Virginia | Sep 9, 2019 | News Story | Surpirse Medical Bills Consumer Voices

‘UVA has Ruined Us’: Health System Sues Thousands of Patients, Seizing Paychecks and Putting Liens on Homes

Over six years ending in June 2018, the University of Virginia Health System and its doctors sued former patients more than 36,000 times for over $106 million, seizing wages and bank accounts, putting liens on property and homes and forcing families into bankruptcy, a Kaiser Health News and Washington Post analysis has found. Uninsured patients are left to cover bills that are sometimes twice what a commercial insurer would have paid due to insurer discounts and negotiated rates.
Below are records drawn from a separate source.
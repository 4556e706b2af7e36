//! One frame: evaluate every record at the clock's elapsed time and write through the scene.

use std::collections::BTreeMap;

use crate::compile::property::{PathProp, PropertyKind, SizeAxis, StrokeProp, TransformProp};
use crate::compile::tween::{TweenRecord, TweenSide, TweenValue};
use crate::foundation::core::{Affine, format_number};
use crate::paint::apply::{GradientPaint, Paint, PaintChannel, default_gradient_id};
use crate::scene::element::{ElementId, ElementKind, Scene};
use crate::timeline::config::TimelineHooks;
use crate::timeline::ghost::Ghost;

/// Timing inputs of a render pass.
#[derive(Clone, Copy, Debug, PartialEq)]
pub struct FramePass {
    /// Elapsed time (ms).
    pub elapsed: f64,
    /// Rendered by the advancing clock rather than a seek.
    pub playing: bool,
    /// Staggered records start at 0 for this pass.
    pub full_reset: bool,
}

/// Whether `record` is left untouched in this pass.
///
/// Records before their delay are skipped while playing; a seek still renders staggered
/// records so their baseline shows while scrubbing.
pub fn skips(record: &TweenRecord, pass: FramePass) -> bool {
    let delay = record.effective_delay(pass.full_reset);
    let progress = record.local_progress(pass.elapsed, pass.full_reset);
    let pre_delay = pass.elapsed < delay && progress == 0.0;
    pre_delay && (pass.playing || !record.staggered)
}

/// Mutable state one frame writes to.
pub(crate) struct FrameTargets<'a, S: Scene> {
    pub scene: &'a mut S,
    pub ghosts: &'a mut BTreeMap<ElementId, Ghost>,
    pub hooks: &'a mut TimelineHooks,
    /// One-shot attributes to remove before the next play or seek.
    pub dirty: &'a mut Vec<(ElementId, String)>,
}

/// Render `records` in order. Returns how many were evaluated.
pub(crate) fn render_frame<S: Scene>(
    targets: &mut FrameTargets<'_, S>,
    records: &[TweenRecord],
    pass: FramePass,
) -> usize {
    let mut rendered = 0;
    for record in records {
        if skips(record, pass) {
            continue;
        }
        let t = record.local_progress(pass.elapsed, pass.full_reset);
        let value = record.interpolator.at(record.easing.apply(t));
        targets.apply(record, value);
        rendered += 1;
    }
    rendered
}

impl<S: Scene> FrameTargets<'_, S> {
    fn apply(&mut self, record: &TweenRecord, value: TweenValue) {
        let el = &record.target;
        match (&record.kind, value) {
            (PropertyKind::Transform(prop), value) => self.apply_transform(el, *prop, value),
            (PropertyKind::Color(channel), value) => self.apply_paint(el, *channel, value),
            (PropertyKind::Size(axis), TweenValue::Number(v)) => self.apply_size(el, *axis, v),
            (PropertyKind::Path(PathProp::FollowPath), TweenValue::Number(len)) => {
                if let TweenSide::FollowPath {
                    path,
                    centered,
                    rotated,
                } = &record.side
                {
                    self.follow_path(el, path, len, *centered, *rotated);
                }
            }
            (PropertyKind::Path(_), TweenValue::Outline(outline)) => {
                self.write_geometry(el, "d", outline.to_string());
            }
            (PropertyKind::Stroke(StrokeProp::Dashoffset), TweenValue::Number(pct)) => {
                let cached = match record.side {
                    TweenSide::DashLength(len) => len,
                    _ => 0.0,
                };
                self.apply_dash_offset(el, pct, cached);
            }
            (PropertyKind::Stroke(prop), value) => {
                if let Some(text) = attribute_text(value) {
                    self.scene.set_attr(el, prop.attribute(), Some(text));
                }
            }
            (PropertyKind::Effect(_), value) => {
                let TweenSide::Effect(effect) = &record.side else {
                    return;
                };
                let Some(handler) = effect.resolve(&*self.scene) else {
                    tracing::warn!(element = %el, effect = %effect.effect_selector, "effect element not found");
                    return;
                };
                if let Some(text) = attribute_text(value) {
                    self.scene
                        .set_attr(&handler, &effect.filter_property, Some(text));
                }
            }
            (PropertyKind::Other(name), value) => {
                let Some(text) = attribute_text(value) else {
                    return;
                };
                if record.kind.alters_geometry() {
                    self.write_geometry(el, name, text);
                } else {
                    self.scene.set_attr(el, name, Some(text));
                }
            }
            (kind, value) => {
                tracing::warn!(element = %el, ?kind, ?value, "value does not fit property");
            }
        }
    }

    fn ghost(&mut self, el: &ElementId) -> &mut Ghost {
        ghost_entry(self.ghosts, &*self.scene, el)
    }

    fn apply_transform(&mut self, el: &ElementId, prop: TransformProp, value: TweenValue) {
        let ghost = ghost_entry(self.ghosts, &*self.scene, el);
        match (prop, value) {
            (TransformProp::TranslateX, TweenValue::Number(v)) => ghost.parts.translate_x = v,
            (TransformProp::TranslateY, TweenValue::Number(v)) => ghost.parts.translate_y = v,
            (TransformProp::ScaleX, TweenValue::Number(v)) => ghost.parts.scale_x = v,
            (TransformProp::ScaleY, TweenValue::Number(v)) => ghost.parts.scale_y = v,
            (TransformProp::Rotate, TweenValue::Number(v)) => ghost.parts.rotate = v,
            (TransformProp::Anchor, TweenValue::Anchor(a)) => {
                ghost.anchor = a;
                if let Some(hook) = self.hooks.update_anchor.as_mut() {
                    hook(el, a);
                }
            }
            _ => return,
        }
        let m = ghost.matrix();
        self.scene.set_transform(el, m);
    }

    fn apply_paint(&mut self, el: &ElementId, channel: PaintChannel, value: TweenValue) {
        match value {
            TweenValue::Color(c) => self.scene.set_paint(el, channel, Paint::Solid(c.to_string())),
            TweenValue::Text(s) => self.scene.set_paint(el, channel, Paint::Solid(s)),
            TweenValue::Gradient(g) => {
                let id = match self.hooks.gradient_id.as_ref() {
                    Some(hook) => hook(el, channel),
                    None => default_gradient_id(el.as_str(), channel),
                };
                let paint = GradientPaint::from_data(id, &g);
                match self.hooks.gradient_setter.as_mut() {
                    Some(setter) => setter(&mut *self.scene, el, channel, &paint),
                    None => self.scene.set_paint(el, channel, Paint::Gradient(paint)),
                }
            }
            other => tracing::warn!(element = %el, value = ?other, "not a paint value"),
        }
    }

    fn apply_size(&mut self, el: &ElementId, axis: SizeAxis, v: f64) {
        let key = match axis {
            SizeAxis::Width => "width",
            SizeAxis::Height => "height",
        };
        let changed = self.ghost(el).note_write(key, &format_number(v));
        if self.scene.kind(el) == Some(ElementKind::Text) {
            self.scene.set_font_size(el, v);
        } else {
            let current = self.scene.bbox(el).unwrap_or_default();
            let (w, h) = match axis {
                SizeAxis::Width => (v, current.height()),
                SizeAxis::Height => (current.width(), v),
            };
            self.scene.set_size(el, w, h);
            if let Some(hook) = self.hooks.update_image_pattern.as_mut() {
                hook(&mut *self.scene, el, w, h);
            }
        }
        if changed {
            ghost_entry(self.ghosts, &*self.scene, el).refresh_bbox(&*self.scene, el);
        }
    }

    /// Write an attribute that shapes the element, re-measuring only when it changed.
    fn write_geometry(&mut self, el: &ElementId, name: &str, value: String) {
        let changed = self.ghost(el).note_write(name, &value);
        self.scene.set_attr(el, name, Some(value));
        if changed {
            ghost_entry(self.ghosts, &*self.scene, el).refresh_bbox(&*self.scene, el);
        }
    }

    fn follow_path(
        &mut self,
        el: &ElementId,
        path: &ElementId,
        len: f64,
        centered: bool,
        rotated: bool,
    ) {
        let scene = &*self.scene;
        let Some(total) = scene.total_length(path) else {
            tracing::warn!(element = %el, path = %path, "followed path has no length");
            return;
        };
        let len = len.clamp(0.0, total);
        let Some(point) = scene.point_at_length(path, len) else {
            tracing::warn!(element = %el, path = %path, "followed path has no point");
            return;
        };
        let mut m = scene.transform(path) * Affine::translate(point.to_vec2());
        if rotated {
            let before = scene.point_at_length(path, (len - 1.0).max(0.0));
            let after = scene.point_at_length(path, (len + 1.0).min(total));
            if let (Some(a), Some(b)) = (before, after) {
                m = m * Affine::rotate((b.y - a.y).atan2(b.x - a.x));
            }
        }
        let ghost = ghost_entry(self.ghosts, scene, el);
        if centered {
            m = m * Affine::translate(-ghost.bbox.center().to_vec2());
        }
        ghost.set_matrix(m);
        self.scene.set_transform(el, m);
    }

    fn apply_dash_offset(&mut self, el: &ElementId, pct: f64, cached: f64) {
        let resizes = self.ghost(el).resizes;
        let length = if resizes {
            self.scene.total_length(el).unwrap_or(cached)
        } else {
            cached
        };
        self.scene.set_attr(
            el,
            StrokeProp::Dashoffset.attribute(),
            Some(format_number(length * pct / 100.0)),
        );
        let dasharray = StrokeProp::Dasharray.attribute();
        let value = format_number(length);
        if self.scene.attr(el, dasharray).is_none() {
            self.ghost(el).note_write(dasharray, &value);
            self.scene.set_attr(el, dasharray, Some(value));
            self.dirty.push((el.clone(), dasharray.to_owned()));
        } else if resizes && self.ghost(el).note_write(dasharray, &value) {
            self.scene.set_attr(el, dasharray, Some(value));
        }
    }
}

fn ghost_entry<'g, S: Scene>(
    ghosts: &'g mut BTreeMap<ElementId, Ghost>,
    scene: &S,
    el: &ElementId,
) -> &'g mut Ghost {
    ghosts
        .entry(el.clone())
        .or_insert_with(|| Ghost::new(scene, el, Default::default()))
}

fn attribute_text(value: TweenValue) -> Option<String> {
    match value {
        TweenValue::Number(v) => Some(format_number(v)),
        TweenValue::Color(c) => Some(c.to_string()),
        TweenValue::Text(s) => Some(s),
        TweenValue::Outline(o) => Some(o.to_string()),
        TweenValue::Gradient(g) => Some(g.to_string()),
        TweenValue::Anchor(_) => None,
    }
}

#[cfg(test)]
#[path = "../../tests/unit/timeline/render.rs"]
mod tests;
Under a Virginia program designed to help state and local governments collect debt, the health system also seized $22 million in state tax refunds to patients with outstanding medical bills in the last six fiscal years — most of it without court judgments, in addition to billing them for legal costs and interest on their unpaid bill. This nonprofit hospital system offers charity care and other community benefits to patients, but savings of only $4,000 in a retirement account can disqualify a family from aid, even if its income is barely above poverty level. Health system representatives have defended themselves, stating that suing patients and using collections agencies are last resorts. Contributing to the problem, standards for community benefit requirements are vague—the American Hospital Association merely requires hospitals to have a financial assistance policy and make “reasonable efforts” to determine whether a patient qualifies before initiating collections.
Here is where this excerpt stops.